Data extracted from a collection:

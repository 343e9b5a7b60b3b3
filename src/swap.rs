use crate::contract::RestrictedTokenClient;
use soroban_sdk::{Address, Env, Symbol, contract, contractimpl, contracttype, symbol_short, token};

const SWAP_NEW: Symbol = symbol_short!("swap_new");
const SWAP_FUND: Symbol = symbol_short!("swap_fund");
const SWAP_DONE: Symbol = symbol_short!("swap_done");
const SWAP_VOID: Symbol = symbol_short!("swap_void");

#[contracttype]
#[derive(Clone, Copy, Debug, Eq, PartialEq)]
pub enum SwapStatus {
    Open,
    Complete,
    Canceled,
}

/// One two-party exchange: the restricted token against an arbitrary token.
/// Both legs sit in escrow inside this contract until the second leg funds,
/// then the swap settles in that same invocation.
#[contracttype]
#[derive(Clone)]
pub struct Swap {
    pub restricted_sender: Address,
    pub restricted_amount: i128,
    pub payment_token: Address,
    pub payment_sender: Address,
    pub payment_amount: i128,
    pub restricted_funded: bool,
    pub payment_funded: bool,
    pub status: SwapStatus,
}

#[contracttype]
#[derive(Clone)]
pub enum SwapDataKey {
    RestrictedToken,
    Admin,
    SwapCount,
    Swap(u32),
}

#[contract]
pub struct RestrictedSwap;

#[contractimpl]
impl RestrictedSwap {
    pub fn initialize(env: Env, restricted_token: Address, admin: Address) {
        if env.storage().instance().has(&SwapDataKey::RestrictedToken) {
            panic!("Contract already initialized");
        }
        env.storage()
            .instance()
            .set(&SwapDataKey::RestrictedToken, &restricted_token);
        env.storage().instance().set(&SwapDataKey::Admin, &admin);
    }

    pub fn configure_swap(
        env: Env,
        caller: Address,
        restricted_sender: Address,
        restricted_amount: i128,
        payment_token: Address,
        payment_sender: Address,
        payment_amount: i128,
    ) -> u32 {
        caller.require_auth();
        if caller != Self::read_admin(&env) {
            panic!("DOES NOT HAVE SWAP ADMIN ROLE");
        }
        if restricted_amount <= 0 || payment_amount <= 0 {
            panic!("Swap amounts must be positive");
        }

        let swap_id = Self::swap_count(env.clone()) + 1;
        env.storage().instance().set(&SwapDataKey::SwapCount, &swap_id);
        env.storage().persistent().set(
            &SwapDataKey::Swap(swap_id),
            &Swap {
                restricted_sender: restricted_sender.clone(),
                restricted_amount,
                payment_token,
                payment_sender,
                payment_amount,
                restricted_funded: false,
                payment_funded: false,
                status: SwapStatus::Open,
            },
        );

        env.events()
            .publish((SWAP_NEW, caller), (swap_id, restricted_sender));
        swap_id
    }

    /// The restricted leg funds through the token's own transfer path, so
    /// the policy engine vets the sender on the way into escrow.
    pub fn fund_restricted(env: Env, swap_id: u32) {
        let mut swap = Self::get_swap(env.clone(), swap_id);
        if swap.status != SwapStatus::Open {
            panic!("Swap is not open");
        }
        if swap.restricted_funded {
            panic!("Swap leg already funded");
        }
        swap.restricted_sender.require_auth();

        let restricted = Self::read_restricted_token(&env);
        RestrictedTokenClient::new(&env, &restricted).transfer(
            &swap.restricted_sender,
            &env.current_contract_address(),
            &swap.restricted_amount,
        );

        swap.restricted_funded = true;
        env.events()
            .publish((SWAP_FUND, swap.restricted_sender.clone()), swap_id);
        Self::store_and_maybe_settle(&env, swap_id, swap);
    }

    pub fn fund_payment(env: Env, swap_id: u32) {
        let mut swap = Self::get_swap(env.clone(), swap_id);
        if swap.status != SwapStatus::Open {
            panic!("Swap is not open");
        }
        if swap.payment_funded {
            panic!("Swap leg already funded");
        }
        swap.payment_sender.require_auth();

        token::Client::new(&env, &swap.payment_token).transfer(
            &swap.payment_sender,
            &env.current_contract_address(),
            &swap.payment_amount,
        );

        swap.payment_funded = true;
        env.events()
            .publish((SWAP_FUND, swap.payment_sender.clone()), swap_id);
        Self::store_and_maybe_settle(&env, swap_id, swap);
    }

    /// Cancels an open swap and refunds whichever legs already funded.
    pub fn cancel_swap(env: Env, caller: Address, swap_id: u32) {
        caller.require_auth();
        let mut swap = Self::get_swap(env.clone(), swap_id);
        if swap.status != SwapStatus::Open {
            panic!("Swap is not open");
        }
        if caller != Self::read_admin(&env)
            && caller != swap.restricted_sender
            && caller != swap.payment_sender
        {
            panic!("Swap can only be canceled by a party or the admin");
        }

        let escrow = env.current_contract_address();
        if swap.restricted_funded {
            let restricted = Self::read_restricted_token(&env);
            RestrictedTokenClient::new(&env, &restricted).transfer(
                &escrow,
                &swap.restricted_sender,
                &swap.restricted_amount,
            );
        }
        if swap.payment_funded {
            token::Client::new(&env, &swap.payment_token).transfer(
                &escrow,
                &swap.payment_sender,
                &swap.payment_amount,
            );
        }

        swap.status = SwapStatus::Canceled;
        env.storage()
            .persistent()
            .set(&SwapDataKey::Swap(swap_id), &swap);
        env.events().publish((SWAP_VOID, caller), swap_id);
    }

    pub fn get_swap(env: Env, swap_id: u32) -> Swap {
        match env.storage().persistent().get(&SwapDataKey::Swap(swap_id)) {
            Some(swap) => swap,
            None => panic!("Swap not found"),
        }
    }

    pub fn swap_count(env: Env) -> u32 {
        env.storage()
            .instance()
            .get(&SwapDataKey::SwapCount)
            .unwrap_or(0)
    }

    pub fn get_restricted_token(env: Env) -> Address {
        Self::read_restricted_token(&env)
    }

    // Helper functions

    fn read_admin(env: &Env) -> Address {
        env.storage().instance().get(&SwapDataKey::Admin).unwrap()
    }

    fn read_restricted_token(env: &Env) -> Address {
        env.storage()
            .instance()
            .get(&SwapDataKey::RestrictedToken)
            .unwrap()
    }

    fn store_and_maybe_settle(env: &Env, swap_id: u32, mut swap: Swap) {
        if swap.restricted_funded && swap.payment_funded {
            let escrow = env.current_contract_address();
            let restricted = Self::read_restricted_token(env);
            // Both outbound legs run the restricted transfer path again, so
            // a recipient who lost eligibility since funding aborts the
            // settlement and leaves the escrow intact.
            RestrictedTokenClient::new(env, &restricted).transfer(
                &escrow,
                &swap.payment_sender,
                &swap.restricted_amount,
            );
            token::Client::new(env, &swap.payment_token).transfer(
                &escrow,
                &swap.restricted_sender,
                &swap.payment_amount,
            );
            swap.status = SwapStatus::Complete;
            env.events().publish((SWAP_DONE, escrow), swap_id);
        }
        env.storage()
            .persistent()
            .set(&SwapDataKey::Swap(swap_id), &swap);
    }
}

Activity
Please return the data above in full, without altering a single line.

Response to this exercise
repository 343e9b5a7b60b3b3
filename src/swap.rs
use crate::contract::RestrictedTokenClient;
use soroban_sdk::{Address, Env, Symbol, contract, contractimpl, contracttype, symbol_short, token};

const SWAP_NEW: Symbol = symbol_short!("swap_new");
const SWAP_FUND: Symbol = symbol_short!("swap_fund");
const SWAP_DONE: Symbol = symbol_short!("swap_done");
const SWAP_VOID: Symbol = symbol_short!("swap_void");

#[contracttype]
#[derive(Clone, Copy, Debug, Eq, PartialEq)]
pub enum SwapStatus {
    Open,
    Complete,
    Canceled,
}

/// One two-party exchange: the restricted token against an arbitrary token.
/// Both legs sit in escrow inside this contract until the second leg funds,
/// then the swap settles in that same invocation.
#[contracttype]
#[derive(Clone)]
pub struct Swap {
    pub restricted_sender: Address,
    pub restricted_amount: i128,
    pub payment_token: Address,
    pub payment_sender: Address,
    pub payment_amount: i128,
    pub restricted_funded: bool,
    pub payment_funded: bool,
    pub status: SwapStatus,
}

#[contracttype]
#[derive(Clone)]
pub enum SwapDataKey {
    RestrictedToken,
    Admin,
    SwapCount,
    Swap(u32),
}

#[contract]
pub struct RestrictedSwap;

#[contractimpl]
impl RestrictedSwap {
    pub fn initialize(env: Env, restricted_token: Address, admin: Address) {
        if env.storage().instance().has(&SwapDataKey::RestrictedToken) {
            panic!("Contract already initialized");
        }
        env.storage()
            .instance()
            .set(&SwapDataKey::RestrictedToken, &restricted_token);
        env.storage().instance().set(&SwapDataKey::Admin, &admin);
    }

    pub fn configure_swap(
        env: Env,
        caller: Address,
        restricted_sender: Address,
        restricted_amount: i128,
        payment_token: Address,
        payment_sender: Address,
        payment_amount: i128,
    ) -> u32 {
        caller.require_auth();
        if caller != Self::read_admin(&env) {
            panic!("DOES NOT HAVE SWAP ADMIN ROLE");
        }
        if restricted_amount <= 0 || payment_amount <= 0 {
            panic!("Swap amounts must be positive");
        }

        let swap_id = Self::swap_count(env.clone()) + 1;
        env.storage().instance().set(&SwapDataKey::SwapCount, &swap_id);
        env.storage().persistent().set(
            &SwapDataKey::Swap(swap_id),
            &Swap {
                restricted_sender: restricted_sender.clone(),
                restricted_amount,
                payment_token,
                payment_sender,
                payment_amount,
                restricted_funded: false,
                payment_funded: false,
                status: SwapStatus::Open,
            },
        );

        env.events()
            .publish((SWAP_NEW, caller), (swap_id, restricted_sender));
        swap_id
    }

    /// The restricted leg funds through the token's own transfer path, so
    /// the policy engine vets the sender on the way into escrow.
    pub fn fund_restricted(env: Env, swap_id: u32) {
        let mut swap = Self::get_swap(env.clone(), swap_id);
        if swap.status != SwapStatus::Open {
            panic!("Swap is not open");
        }
        if swap.restricted_funded {
            panic!("Swap leg already funded");
        }
        swap.restricted_sender.require_auth();

        let restricted = Self::read_restricted_token(&env);
        RestrictedTokenClient::new(&env, &restricted).transfer(
            &swap.restricted_sender,
            &env.current_contract_address(),
            &swap.restricted_amount,
        );

        swap.restricted_funded = true;
        env.events()
            .publish((SWAP_FUND, swap.restricted_sender.clone()), swap_id);
        Self::store_and_maybe_settle(&env, swap_id, swap);
    }

    pub fn fund_payment(env: Env, swap_id: u32) {
        let mut swap = Self::get_swap(env.clone(), swap_id);
        if swap.status != SwapStatus::Open {
            panic!("Swap is not open");
        }
        if swap.payment_funded {
            panic!("Swap leg already funded");
        }
        swap.payment_sender.require_auth();

        token::Client::new(&env, &swap.payment_token).transfer(
            &swap.payment_sender,
            &env.current_contract_address(),
            &swap.payment_amount,
        );

        swap.payment_funded = true;
        env.events()
            .publish((SWAP_FUND, swap.payment_sender.clone()), swap_id);
        Self::store_and_maybe_settle(&env, swap_id, swap);
    }

    /// Cancels an open swap and refunds whichever legs already funded.
    pub fn cancel_swap(env: Env, caller: Address, swap_id: u32) {
        caller.require_auth();
        let mut swap = Self::get_swap(env.clone(), swap_id);
        if swap.status != SwapStatus::Open {
            panic!("Swap is not open");
        }
        if caller != Self::read_admin(&env)
            && caller != swap.restricted_sender
            && caller != swap.payment_sender
        {
            panic!("Swap can only be canceled by a party or the admin");
        }

        let escrow = env.current_contract_address();
        if swap.restricted_funded {
            let restricted = Self::read_restricted_token(&env);
            RestrictedTokenClient::new(&env, &restricted).transfer(
                &escrow,
                &swap.restricted_sender,
                &swap.restricted_amount,
            );
        }
        if swap.payment_funded {
            token::Client::new(&env, &swap.payment_token).transfer(
                &escrow,
                &swap.payment_sender,
                &swap.payment_amount,
            );
        }

        swap.status = SwapStatus::Canceled;
        env.storage()
            .persistent()
            .set(&SwapDataKey::Swap(swap_id), &swap);
        env.events().publish((SWAP_VOID, caller), swap_id);
    }

    pub fn get_swap(env: Env, swap_id: u32) -> Swap {
        match env.storage().persistent().get(&SwapDataKey::Swap(swap_id)) {
            Some(swap) => swap,
            None => panic!("Swap not found"),
        }
    }

    pub fn swap_count(env: Env) -> u32 {
        env.storage()
            .instance()
            .get(&SwapDataKey::SwapCount)
            .unwrap_or(0)
    }

    pub fn get_restricted_token(env: Env) -> Address {
        Self::read_restricted_token(&env)
    }

    // Helper functions

    fn read_admin(env: &Env) -> Address {
        env.storage().instance().get(&SwapDataKey::Admin).unwrap()
    }

    fn read_restricted_token(env: &Env) -> Address {
        env.storage()
            .instance()
            .get(&SwapDataKey::RestrictedToken)
            .unwrap()
    }

    fn store_and_maybe_settle(env: &Env, swap_id: u32, mut swap: Swap) {
        if swap.restricted_funded && swap.payment_funded {
            let escrow = env.current_contract_address();
            let restricted = Self::read_restricted_token(env);
            // Both outbound legs run the restricted transfer path again, so
            // a recipient who lost eligibility since funding aborts the
            // settlement and leaves the escrow intact.
            RestrictedTokenClient::new(env, &restricted).transfer(
                &escrow,
                &swap.payment_sender,
                &swap.restricted_amount,
            );
            token::Client::new(env, &swap.payment_token).transfer(
                &escrow,
                &swap.restricted_sender,
                &swap.payment_amount,
            );
            swap.status = SwapStatus::Complete;
            env.events().publish((SWAP_DONE, escrow), swap_id);
        }
        env.storage()
            .persistent()
            .set(&SwapDataKey::Swap(swap_id), &swap);
    }
}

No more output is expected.